Tesla officially entered the S&P 500 with a weighting of about 1.5%—among the top 10 most valuable companies in the index alongside Apple, Microsoft, Amazon, Facebook, and Alphabet. JPMorgan analysts warned that the stock was "by virtually every conventional metric not only overvalued, but dramatically so."
By year's end, Tesla's stock had increased nearly eightfold—from around $90 to $700. Best year on record. The stock was up 677% for 2020.
Between 2010 and 2020, Tesla's 4,125% growth dwarfed the S&P 500's 167% performance during the same period. Netflix was the only other stock in that league.
Tesla joined the $1 trillion club. Share prices exceeded $1,000 (pre-split).
Then came the correction. The stock lost roughly 76% of its value, reaching a low of around $113 (split-adjusted) at the beginning of 2023. Reality check.
Second stock split. 3-for-1 this time. Combined with the 2020 split, the effective split-adjusted IPO price was now about $1.13 per share.
Recovery mode. By April 2024, the stock had climbed to around $193—up 74% from the 2023 low. The company continued pushing AI narratives around Full Self-Driving and Optimus. December 17, 2024: all-time high closing price of $479.86.
The stock closed at $429.50. The 52-week high is $488.54. Low: $214.25. Average over the last 52 weeks: $348.28.
$10,000 invested at the $17 IPO price in 2010 would have purchased 588 shares. After the splits, that's 8,820 shares. Worth approximately $2.6-3 million today, depending on when you check. A 26,000%+ return in 15 years.
Tesla is now the eighth most-valuable publicly traded company in the U.S. It produces over a million EVs annually. It operates Gigafactories across multiple continents. The Supercharger network spans the globe.
The company still trades at a nose-bleed valuation—conventional automakers trade at single-digit P/E ratios, but Tesla has always been valued more like a tech company than a car company. Whether that premium is justified depends on your view of its AI capabilities, energy storage business, and long-term competitive advantages.
Traditional automakers said it couldn't be done. Tesla is the first automaker in over five decades to successfully build itself from the ground up to mass production. That alone is remarkable.
The stock remains volatile. Always has been. Probably always will be. Elon Musk's tweets don't help. Neither do autopilot incidents, production delays, or executive departures (the Cybertruck lead just left last week after eight years).
But here's the thing: betting against Tesla has been expensive. Short sellers have lost billions over the years. The skeptics have been wrong repeatedly. Jim Cramer's reversal in 2010 looks particularly foolish in hindsight.

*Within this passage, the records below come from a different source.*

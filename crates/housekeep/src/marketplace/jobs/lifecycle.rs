use std::sync::Arc;

use tracing::info;

use super::domain::{JobPost, JobPostDraft, JobPostStatus, RequesterJobPostView};
use super::repository::{commit, fetch_post, JobPostRepository};
use super::validation::normalize_draft;
use crate::marketplace::domain::{next_job_post_id, Clock, JobPostId, RequesterId};
use crate::marketplace::error::MarketplaceError;
use crate::marketplace::matching::{sort_posts, PostOrder};

/// Owns the requester-side transitions of a job post.
pub struct JobPostManager<R> {
    repository: Arc<R>,
    clock: Arc<dyn Clock>,
    write_attempts: u8,
}

pub(crate) fn ensure_owner(post: &JobPost, requester: &RequesterId) -> Result<(), MarketplaceError> {
    if post.is_owned_by(requester) {
        Ok(())
    } else {
        Err(MarketplaceError::Unauthorized("job post"))
    }
}

impl<R> JobPostManager<R>
where
    R: JobPostRepository + 'static,
{
    pub fn new(repository: Arc<R>, clock: Arc<dyn Clock>, write_attempts: u8) -> Self {
        Self {
            repository,
            clock,
            write_attempts,
        }
    }

    /// Publish a new post; it starts out `active` with no applicants.
    pub fn create(
        &self,
        requester: &RequesterId,
        draft: JobPostDraft,
    ) -> Result<JobPost, MarketplaceError> {
        let draft = normalize_draft(draft)?;
        let post = JobPost::from_draft(
            next_job_post_id(),
            requester.clone(),
            draft,
            self.clock.now(),
        );

        let stored = self.repository.insert(post)?;
        info!(post = %stored.id, requester = %requester, "job post created");
        Ok(stored)
    }

    pub fn get(
        &self,
        requester: &RequesterId,
        id: &JobPostId,
    ) -> Result<RequesterJobPostView, MarketplaceError> {
        let post = fetch_post(self.repository.as_ref(), id)?;
        ensure_owner(&post, requester)?;
        Ok(post.into())
    }

    /// Replace the editable content; only `active` and `paused` posts accept edits.
    pub fn update(
        &self,
        requester: &RequesterId,
        id: &JobPostId,
        draft: JobPostDraft,
    ) -> Result<JobPost, MarketplaceError> {
        let draft = normalize_draft(draft)?;
        let now = self.clock.now();

        let stored = commit(self.repository.as_ref(), id, self.write_attempts, |post| {
            ensure_owner(post, requester)?;
            if !post.status.is_open_for_hiring() {
                return Err(MarketplaceError::invalid_state(format!(
                    "cannot edit a {} job post",
                    post.status.label()
                )));
            }
            post.apply_draft(draft.clone(), now);
            Ok(())
        })?;

        info!(post = %id, "job post updated");
        Ok(stored)
    }

    /// Requester-driven transitions: `active <-> paused` and `* -> archived`.
    ///
    /// `hired` is only reachable by accepting an application.
    pub fn set_status(
        &self,
        requester: &RequesterId,
        id: &JobPostId,
        target: JobPostStatus,
    ) -> Result<JobPost, MarketplaceError> {
        let now = self.clock.now();
        let mut previous = None;

        let stored = commit(self.repository.as_ref(), id, self.write_attempts, |post| {
            ensure_owner(post, requester)?;
            check_transition(post.status, target)?;
            previous = Some(post.status);
            post.status = target;
            if target != JobPostStatus::Hired {
                // The accepted application still records who was hired.
                post.hired = None;
            }
            post.updated_at = now;
            Ok(())
        })?;

        info!(
            post = %id,
            from = previous.map(JobPostStatus::label).unwrap_or("unknown"),
            to = target.label(),
            "job post status changed"
        );
        Ok(stored)
    }

    /// Delete the post and, with it, every application it holds.
    pub fn delete(&self, requester: &RequesterId, id: &JobPostId) -> Result<JobPost, MarketplaceError> {
        let post = fetch_post(self.repository.as_ref(), id)?;
        ensure_owner(&post, requester)?;

        let removed = self.repository.delete(id)?;
        info!(
            post = %id,
            applications = removed.applicants.len(),
            "job post deleted"
        );
        Ok(removed)
    }

    /// The requester's posts, newest first unless another order is requested.
    pub fn list_my_posts(
        &self,
        requester: &RequesterId,
        status: Option<JobPostStatus>,
        order: PostOrder,
    ) -> Result<Vec<RequesterJobPostView>, MarketplaceError> {
        let mut posts: Vec<JobPost> = self
            .repository
            .list_by_requester(requester)?
            .into_iter()
            .filter(|post| status.map_or(true, |wanted| post.status == wanted))
            .collect();

        sort_posts(&mut posts, order);
        Ok(posts.into_iter().map(RequesterJobPostView::from).collect())
    }
}

pub(crate) fn check_transition(
    from: JobPostStatus,
    to: JobPostStatus,
) -> Result<(), MarketplaceError> {
    use JobPostStatus::*;

    match (from, to) {
        (Active, Paused) | (Paused, Active) => Ok(()),
        (Archived, _) => Err(MarketplaceError::invalid_state(
            "archived job posts cannot change status",
        )),
        (_, Archived) => Ok(()),
        (_, Hired) => Err(MarketplaceError::invalid_state(
            "a job post becomes hired only by accepting an application",
        )),
        (from, to) => Err(MarketplaceError::invalid_state(format!(
            "cannot move a {} job post to {}",
            from.label(),
            to.label()
        ))),
    }
}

Whether the stock goes to $600 or back to $200, one thing is clear—Tesla fundamentally changed how Wall Street thinks about electric vehicles, sustainable energy, and the automotive industry's future. Love it or hate it, TSLA stock has been one of the defining investment stories of the 2010s and 2020s.
And it all started with a $17 bet that most people thought was crazy.